Exercise objective ▸
Restate the full set of records exactly, word for word.
- - - - - - -
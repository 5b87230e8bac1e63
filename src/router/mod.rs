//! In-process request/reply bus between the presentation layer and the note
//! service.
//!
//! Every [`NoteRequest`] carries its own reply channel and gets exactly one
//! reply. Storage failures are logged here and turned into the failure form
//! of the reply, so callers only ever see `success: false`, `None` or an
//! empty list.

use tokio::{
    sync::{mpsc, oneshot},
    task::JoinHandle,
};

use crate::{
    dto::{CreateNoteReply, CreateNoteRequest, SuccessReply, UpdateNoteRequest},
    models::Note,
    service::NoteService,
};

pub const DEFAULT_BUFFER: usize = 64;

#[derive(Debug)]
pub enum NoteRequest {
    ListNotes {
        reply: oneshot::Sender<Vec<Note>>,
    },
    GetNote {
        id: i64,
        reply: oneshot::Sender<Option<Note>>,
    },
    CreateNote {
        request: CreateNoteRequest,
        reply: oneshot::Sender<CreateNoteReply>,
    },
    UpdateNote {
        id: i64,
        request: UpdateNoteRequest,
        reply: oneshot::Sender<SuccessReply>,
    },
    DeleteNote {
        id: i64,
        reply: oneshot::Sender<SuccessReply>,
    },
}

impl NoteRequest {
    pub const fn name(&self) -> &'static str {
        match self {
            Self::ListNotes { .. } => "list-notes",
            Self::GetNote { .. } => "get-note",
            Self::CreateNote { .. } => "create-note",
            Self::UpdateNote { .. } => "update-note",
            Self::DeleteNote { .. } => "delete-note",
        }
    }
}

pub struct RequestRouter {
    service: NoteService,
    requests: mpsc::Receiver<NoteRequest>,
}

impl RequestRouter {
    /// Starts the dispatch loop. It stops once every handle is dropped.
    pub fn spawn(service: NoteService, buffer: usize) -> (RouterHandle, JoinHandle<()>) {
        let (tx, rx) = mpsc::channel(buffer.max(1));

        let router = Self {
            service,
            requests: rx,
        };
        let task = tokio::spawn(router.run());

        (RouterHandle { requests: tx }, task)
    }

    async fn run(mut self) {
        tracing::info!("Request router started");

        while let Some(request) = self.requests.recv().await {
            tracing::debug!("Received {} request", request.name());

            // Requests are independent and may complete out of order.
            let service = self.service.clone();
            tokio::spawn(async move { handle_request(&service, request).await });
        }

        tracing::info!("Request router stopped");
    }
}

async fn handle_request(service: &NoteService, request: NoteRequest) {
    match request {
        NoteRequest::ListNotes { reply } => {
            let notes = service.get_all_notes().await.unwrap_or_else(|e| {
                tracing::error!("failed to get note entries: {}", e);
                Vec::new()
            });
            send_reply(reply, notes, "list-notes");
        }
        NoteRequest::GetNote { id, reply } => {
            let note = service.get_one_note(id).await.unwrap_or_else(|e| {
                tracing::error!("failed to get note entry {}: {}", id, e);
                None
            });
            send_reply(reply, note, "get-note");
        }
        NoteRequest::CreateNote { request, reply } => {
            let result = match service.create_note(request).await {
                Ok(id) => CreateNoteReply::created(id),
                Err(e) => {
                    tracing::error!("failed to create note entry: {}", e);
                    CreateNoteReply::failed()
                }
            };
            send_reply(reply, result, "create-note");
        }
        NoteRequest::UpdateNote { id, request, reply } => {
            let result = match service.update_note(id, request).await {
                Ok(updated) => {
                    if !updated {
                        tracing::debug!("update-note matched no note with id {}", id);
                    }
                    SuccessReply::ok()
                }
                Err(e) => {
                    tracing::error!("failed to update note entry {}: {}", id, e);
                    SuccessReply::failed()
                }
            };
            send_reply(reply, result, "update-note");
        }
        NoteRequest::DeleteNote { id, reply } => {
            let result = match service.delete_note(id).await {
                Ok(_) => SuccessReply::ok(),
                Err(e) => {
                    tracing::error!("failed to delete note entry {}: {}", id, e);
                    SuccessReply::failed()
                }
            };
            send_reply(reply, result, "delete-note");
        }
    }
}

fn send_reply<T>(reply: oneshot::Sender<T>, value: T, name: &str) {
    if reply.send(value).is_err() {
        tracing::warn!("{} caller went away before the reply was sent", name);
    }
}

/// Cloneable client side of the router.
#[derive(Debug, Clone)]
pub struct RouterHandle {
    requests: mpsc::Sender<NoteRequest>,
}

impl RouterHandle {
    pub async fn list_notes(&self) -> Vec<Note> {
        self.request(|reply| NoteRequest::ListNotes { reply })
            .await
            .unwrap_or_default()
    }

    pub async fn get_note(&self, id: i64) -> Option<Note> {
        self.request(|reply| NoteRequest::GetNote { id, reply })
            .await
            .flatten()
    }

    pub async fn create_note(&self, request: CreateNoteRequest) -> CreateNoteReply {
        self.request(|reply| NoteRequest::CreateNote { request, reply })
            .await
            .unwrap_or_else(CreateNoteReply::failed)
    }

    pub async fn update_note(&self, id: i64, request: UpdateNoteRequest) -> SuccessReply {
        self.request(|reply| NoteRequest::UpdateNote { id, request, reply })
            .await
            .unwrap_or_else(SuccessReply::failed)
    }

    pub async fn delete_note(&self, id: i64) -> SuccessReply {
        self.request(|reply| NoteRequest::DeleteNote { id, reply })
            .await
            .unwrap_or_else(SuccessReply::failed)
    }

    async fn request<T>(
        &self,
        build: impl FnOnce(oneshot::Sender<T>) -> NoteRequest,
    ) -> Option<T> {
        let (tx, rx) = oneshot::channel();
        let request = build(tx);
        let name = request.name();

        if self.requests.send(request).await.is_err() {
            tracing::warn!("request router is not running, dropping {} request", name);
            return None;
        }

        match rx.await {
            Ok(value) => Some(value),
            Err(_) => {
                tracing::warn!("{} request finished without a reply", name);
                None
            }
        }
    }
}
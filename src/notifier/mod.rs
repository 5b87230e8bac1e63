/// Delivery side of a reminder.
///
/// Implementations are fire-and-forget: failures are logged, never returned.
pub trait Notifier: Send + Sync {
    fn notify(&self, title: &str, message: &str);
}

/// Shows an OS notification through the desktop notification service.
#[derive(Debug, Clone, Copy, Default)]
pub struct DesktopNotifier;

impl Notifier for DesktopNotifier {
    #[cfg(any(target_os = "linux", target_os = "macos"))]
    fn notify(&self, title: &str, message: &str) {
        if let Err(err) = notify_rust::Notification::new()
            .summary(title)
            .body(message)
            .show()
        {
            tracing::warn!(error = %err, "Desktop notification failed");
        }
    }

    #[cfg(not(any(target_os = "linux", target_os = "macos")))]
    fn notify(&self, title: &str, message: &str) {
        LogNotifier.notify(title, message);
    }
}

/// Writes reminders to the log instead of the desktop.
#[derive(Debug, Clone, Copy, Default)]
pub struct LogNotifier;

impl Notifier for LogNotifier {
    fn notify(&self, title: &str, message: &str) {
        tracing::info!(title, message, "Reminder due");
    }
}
- - - - - - -
Expected answer ▸
repository 5b87230e8bac1e63
filename src/router/mod.rs
//! In-process request/reply bus between the presentation layer and the note
//! service.
//!
//! Every [`NoteRequest`] carries its own reply channel and gets exactly one
//! reply. Storage failures are logged here and turned into the failure form
//! of the reply, so callers only ever see `success: false`, `None` or an
//! empty list.

use tokio::{
    sync::{mpsc, oneshot},
    task::JoinHandle,
};

use crate::{
    dto::{CreateNoteReply, CreateNoteRequest, SuccessReply, UpdateNoteRequest},
    models::Note,
    service::NoteService,
};

pub const DEFAULT_BUFFER: usize = 64;

#[derive(Debug)]
pub enum NoteRequest {
    ListNotes {
        reply: oneshot::Sender<Vec<Note>>,
    },
    GetNote {
        id: i64,
        reply: oneshot::Sender<Option<Note>>,
    },
    CreateNote {
        request: CreateNoteRequest,
        reply: oneshot::Sender<CreateNoteReply>,
    },
    UpdateNote {
        id: i64,
        request: UpdateNoteRequest,
        reply: oneshot::Sender<SuccessReply>,
    },
    DeleteNote {
        id: i64,
        reply: oneshot::Sender<SuccessReply>,
    },
}

impl NoteRequest {
    pub const fn name(&self) -> &'static str {
        match self {
            Self::ListNotes { .. } => "list-notes",
            Self::GetNote { .. } => "get-note",
            Self::CreateNote { .. } => "create-note",
            Self::UpdateNote { .. } => "update-note",
            Self::DeleteNote { .. } => "delete-note",
        }
    }
}

pub struct RequestRouter {
    service: NoteService,
    requests: mpsc::Receiver<NoteRequest>,
}

impl RequestRouter {
    /// Starts the dispatch loop. It stops once every handle is dropped.
    pub fn spawn(service: NoteService, buffer: usize) -> (RouterHandle, JoinHandle<()>) {
        let (tx, rx) = mpsc::channel(buffer.max(1));

        let router = Self {
            service,
            requests: rx,
        };
        let task = tokio::spawn(router.run());

        (RouterHandle { requests: tx }, task)
    }

    async fn run(mut self) {
        tracing::info!("Request router started");

        while let Some(request) = self.requests.recv().await {
            tracing::debug!("Received {} request", request.name());

            // Requests are independent and may complete out of order.
            let service = self.service.clone();
            tokio::spawn(async move { handle_request(&service, request).await });
        }

        tracing::info!("Request router stopped");
    }
}

async fn handle_request(service: &NoteService, request: NoteRequest) {
    match request {
        NoteRequest::ListNotes { reply } => {
            let notes = service.get_all_notes().await.unwrap_or_else(|e| {
                tracing::error!("failed to get note entries: {}", e);
                Vec::new()
            });
            send_reply(reply, notes, "list-notes");
        }
        NoteRequest::GetNote { id, reply } => {
            let note = service.get_one_note(id).await.unwrap_or_else(|e| {
                tracing::error!("failed to get note entry {}: {}", id, e);
                None
            });
            send_reply(reply, note, "get-note");
        }
        NoteRequest::CreateNote { request, reply } => {
            let result = match service.create_note(request).await {
                Ok(id) => CreateNoteReply::created(id),
                Err(e) => {
                    tracing::error!("failed to create note entry: {}", e);
                    CreateNoteReply::failed()
                }
            };
            send_reply(reply, result, "create-note");
        }
        NoteRequest::UpdateNote { id, request, reply } => {
            let result = match service.update_note(id, request).await {
                Ok(updated) => {
                    if !updated {
                        tracing::debug!("update-note matched no note with id {}", id);
                    }
                    SuccessReply::ok()
                }
                Err(e) => {
                    tracing::error!("failed to update note entry {}: {}", id, e);
                    SuccessReply::failed()
                }
            };
            send_reply(reply, result, "update-note");
        }
        NoteRequest::DeleteNote { id, reply } => {
            let result = match service.delete_note(id).await {
                Ok(_) => SuccessReply::ok(),
                Err(e) => {
                    tracing::error!("failed to delete note entry {}: {}", id, e);
                    SuccessReply::failed()
                }
            };
            send_reply(reply, result, "delete-note");
        }
    }
}

fn send_reply<T>(reply: oneshot::Sender<T>, value: T, name: &str) {
    if reply.send(value).is_err() {
        tracing::warn!("{} caller went away before the reply was sent", name);
    }
}

/// Cloneable client side of the router.
#[derive(Debug, Clone)]
pub struct RouterHandle {
    requests: mpsc::Sender<NoteRequest>,
}

impl RouterHandle {
    pub async fn list_notes(&self) -> Vec<Note> {
        self.request(|reply| NoteRequest::ListNotes { reply })
            .await
            .unwrap_or_default()
    }

    pub async fn get_note(&self, id: i64) -> Option<Note> {
        self.request(|reply| NoteRequest::GetNote { id, reply })
            .await
            .flatten()
    }

    pub async fn create_note(&self, request: CreateNoteRequest) -> CreateNoteReply {
        self.request(|reply| NoteRequest::CreateNote { request, reply })
            .await
            .unwrap_or_else(CreateNoteReply::failed)
    }

    pub async fn update_note(&self, id: i64, request: UpdateNoteRequest) -> SuccessReply {
        self.request(|reply| NoteRequest::UpdateNote { id, request, reply })
            .await
            .unwrap_or_else(SuccessReply::failed)
    }

    pub async fn delete_note(&self, id: i64) -> SuccessReply {
        self.request(|reply| NoteRequest::DeleteNote { id, reply })
            .await
            .unwrap_or_else(SuccessReply::failed)
    }

    async fn request<T>(
        &self,
        build: impl FnOnce(oneshot::Sender<T>) -> NoteRequest,
    ) -> Option<T> {
        let (tx, rx) = oneshot::channel();
        let request = build(tx);
        let name = request.name();

        if self.requests.send(request).await.is_err() {
            tracing::warn!("request router is not running, dropping {} request", name);
            return None;
        }

        match rx.await {
            Ok(value) => Some(value),
            Err(_) => {
                tracing::warn!("{} request finished without a reply", name);
                None
            }
        }
    }
}
filename src/notifier/mod.rs
repository 5b87230e8bac1e63
/// Delivery side of a reminder.
///
/// Implementations are fire-and-forget: failures are logged, never returned.
pub trait Notifier: Send + Sync {
    fn notify(&self, title: &str, message: &str);
}

/// Shows an OS notification through the desktop notification service.
#[derive(Debug, Clone, Copy, Default)]
pub struct DesktopNotifier;

impl Notifier for DesktopNotifier {
    #[cfg(any(target_os = "linux", target_os = "macos"))]
    fn notify(&self, title: &str, message: &str) {
        if let Err(err) = notify_rust::Notification::new()
            .summary(title)
            .body(message)
            .show()
        {
            tracing::warn!(error = %err, "Desktop notification failed");
        }
    }

    #[cfg(not(any(target_os = "linux", target_os = "macos")))]
    fn notify(&self, title: &str, message: &str) {
        LogNotifier.notify(title, message);
    }
}

/// Writes reminders to the log instead of the desktop.
#[derive(Debug, Clone, Copy, Default)]
pub struct LogNotifier;

impl Notifier for LogNotifier {
    fn notify(&self, title: &str, message: &str) {
        tracing::info!(title, message, "Reminder due");
    }
}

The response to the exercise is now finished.